» **Assignment**: Please give, word for word, the line containing "pub fn mask_key(key: &str)" and every line that comes after it in the data below.

» **Dataset entries**:
=-=-=
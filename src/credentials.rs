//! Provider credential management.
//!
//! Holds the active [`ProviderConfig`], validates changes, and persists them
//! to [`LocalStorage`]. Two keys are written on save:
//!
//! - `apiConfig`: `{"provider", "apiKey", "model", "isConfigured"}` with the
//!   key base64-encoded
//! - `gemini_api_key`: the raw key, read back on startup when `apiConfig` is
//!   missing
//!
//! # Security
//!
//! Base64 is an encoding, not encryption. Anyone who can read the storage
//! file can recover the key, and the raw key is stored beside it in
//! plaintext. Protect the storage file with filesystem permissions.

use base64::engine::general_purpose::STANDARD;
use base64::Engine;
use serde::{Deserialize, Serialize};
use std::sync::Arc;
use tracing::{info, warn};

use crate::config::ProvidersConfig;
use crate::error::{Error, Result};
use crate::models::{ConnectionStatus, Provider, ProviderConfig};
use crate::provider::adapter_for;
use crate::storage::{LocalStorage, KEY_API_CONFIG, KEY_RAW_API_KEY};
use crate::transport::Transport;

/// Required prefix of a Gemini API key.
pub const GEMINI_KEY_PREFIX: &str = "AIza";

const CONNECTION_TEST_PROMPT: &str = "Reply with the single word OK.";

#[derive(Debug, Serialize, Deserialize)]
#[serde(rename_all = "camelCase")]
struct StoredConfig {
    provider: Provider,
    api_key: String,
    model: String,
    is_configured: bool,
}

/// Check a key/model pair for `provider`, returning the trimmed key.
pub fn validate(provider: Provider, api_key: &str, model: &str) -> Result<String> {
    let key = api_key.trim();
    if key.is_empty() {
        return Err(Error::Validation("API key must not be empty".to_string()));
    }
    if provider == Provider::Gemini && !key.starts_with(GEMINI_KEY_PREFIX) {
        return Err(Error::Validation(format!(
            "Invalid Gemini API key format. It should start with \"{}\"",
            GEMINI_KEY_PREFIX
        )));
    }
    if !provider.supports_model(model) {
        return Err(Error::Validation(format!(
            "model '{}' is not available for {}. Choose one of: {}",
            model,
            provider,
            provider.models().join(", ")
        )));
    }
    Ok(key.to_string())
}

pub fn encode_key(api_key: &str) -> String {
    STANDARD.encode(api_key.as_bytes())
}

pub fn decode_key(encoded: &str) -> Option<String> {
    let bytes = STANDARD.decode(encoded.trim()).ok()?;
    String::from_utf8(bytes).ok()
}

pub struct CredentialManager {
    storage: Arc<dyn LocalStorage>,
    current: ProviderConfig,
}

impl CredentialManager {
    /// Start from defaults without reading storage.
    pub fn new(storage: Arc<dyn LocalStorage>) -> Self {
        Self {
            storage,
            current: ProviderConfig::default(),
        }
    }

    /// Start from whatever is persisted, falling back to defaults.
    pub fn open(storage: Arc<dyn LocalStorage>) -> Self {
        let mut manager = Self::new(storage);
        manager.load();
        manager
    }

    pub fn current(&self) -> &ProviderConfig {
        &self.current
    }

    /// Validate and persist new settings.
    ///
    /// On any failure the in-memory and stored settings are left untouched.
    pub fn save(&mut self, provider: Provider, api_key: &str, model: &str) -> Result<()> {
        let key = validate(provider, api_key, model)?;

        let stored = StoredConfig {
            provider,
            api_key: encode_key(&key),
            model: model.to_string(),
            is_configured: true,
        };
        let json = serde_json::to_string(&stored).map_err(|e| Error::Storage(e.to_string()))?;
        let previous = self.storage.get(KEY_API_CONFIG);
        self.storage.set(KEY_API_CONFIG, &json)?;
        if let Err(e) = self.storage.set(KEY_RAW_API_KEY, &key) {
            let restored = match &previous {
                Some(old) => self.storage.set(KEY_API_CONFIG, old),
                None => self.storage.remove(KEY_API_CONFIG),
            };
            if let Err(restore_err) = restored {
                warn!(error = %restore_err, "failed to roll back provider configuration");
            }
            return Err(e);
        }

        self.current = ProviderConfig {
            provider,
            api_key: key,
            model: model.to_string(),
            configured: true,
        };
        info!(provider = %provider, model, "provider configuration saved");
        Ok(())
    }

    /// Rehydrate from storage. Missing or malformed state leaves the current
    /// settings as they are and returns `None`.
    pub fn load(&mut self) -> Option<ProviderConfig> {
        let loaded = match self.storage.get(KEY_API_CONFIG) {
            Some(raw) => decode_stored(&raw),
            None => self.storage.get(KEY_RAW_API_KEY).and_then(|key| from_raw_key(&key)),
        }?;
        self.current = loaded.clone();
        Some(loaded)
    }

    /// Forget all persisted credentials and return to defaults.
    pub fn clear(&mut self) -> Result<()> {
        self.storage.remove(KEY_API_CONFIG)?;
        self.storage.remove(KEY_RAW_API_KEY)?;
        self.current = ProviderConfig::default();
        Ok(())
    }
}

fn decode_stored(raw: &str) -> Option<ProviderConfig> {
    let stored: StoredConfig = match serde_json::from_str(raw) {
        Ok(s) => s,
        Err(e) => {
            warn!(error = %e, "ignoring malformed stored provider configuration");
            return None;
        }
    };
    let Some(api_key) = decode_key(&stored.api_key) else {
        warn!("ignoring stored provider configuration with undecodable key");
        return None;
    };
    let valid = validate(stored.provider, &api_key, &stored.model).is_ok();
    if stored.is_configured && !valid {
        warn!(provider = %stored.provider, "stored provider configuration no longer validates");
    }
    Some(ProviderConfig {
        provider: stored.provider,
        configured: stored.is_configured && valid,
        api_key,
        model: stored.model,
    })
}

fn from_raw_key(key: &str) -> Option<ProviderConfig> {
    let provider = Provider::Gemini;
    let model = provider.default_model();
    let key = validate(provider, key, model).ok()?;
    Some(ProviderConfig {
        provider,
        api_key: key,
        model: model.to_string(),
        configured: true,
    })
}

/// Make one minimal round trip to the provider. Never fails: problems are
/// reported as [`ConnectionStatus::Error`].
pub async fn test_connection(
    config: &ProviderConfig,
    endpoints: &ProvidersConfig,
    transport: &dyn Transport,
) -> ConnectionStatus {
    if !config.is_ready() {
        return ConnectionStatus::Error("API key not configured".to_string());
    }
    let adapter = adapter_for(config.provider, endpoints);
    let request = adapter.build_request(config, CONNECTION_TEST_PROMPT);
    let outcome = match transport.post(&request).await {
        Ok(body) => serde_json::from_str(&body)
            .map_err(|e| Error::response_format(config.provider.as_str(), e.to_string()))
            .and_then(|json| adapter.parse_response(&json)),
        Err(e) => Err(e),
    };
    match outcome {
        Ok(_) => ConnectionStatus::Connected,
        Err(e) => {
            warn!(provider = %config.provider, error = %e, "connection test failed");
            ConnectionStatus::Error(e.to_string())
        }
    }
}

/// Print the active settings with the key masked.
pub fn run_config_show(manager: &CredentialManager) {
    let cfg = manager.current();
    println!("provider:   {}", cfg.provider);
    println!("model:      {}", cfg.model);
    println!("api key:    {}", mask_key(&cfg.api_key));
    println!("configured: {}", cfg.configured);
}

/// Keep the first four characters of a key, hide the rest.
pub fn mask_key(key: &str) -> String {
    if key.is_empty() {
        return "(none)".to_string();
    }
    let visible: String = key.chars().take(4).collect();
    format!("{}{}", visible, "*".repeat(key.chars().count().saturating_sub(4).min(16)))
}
=-=-=
» **Answer to this task**:
pub fn mask_key(key: &str) -> String {
    if key.is_empty() {
        return "(none)".to_string();
    }
    let visible: String = key.chars().take(4).collect();
    format!("{}{}", visible, "*".repeat(key.chars().count().saturating_sub(4).min(16)))
}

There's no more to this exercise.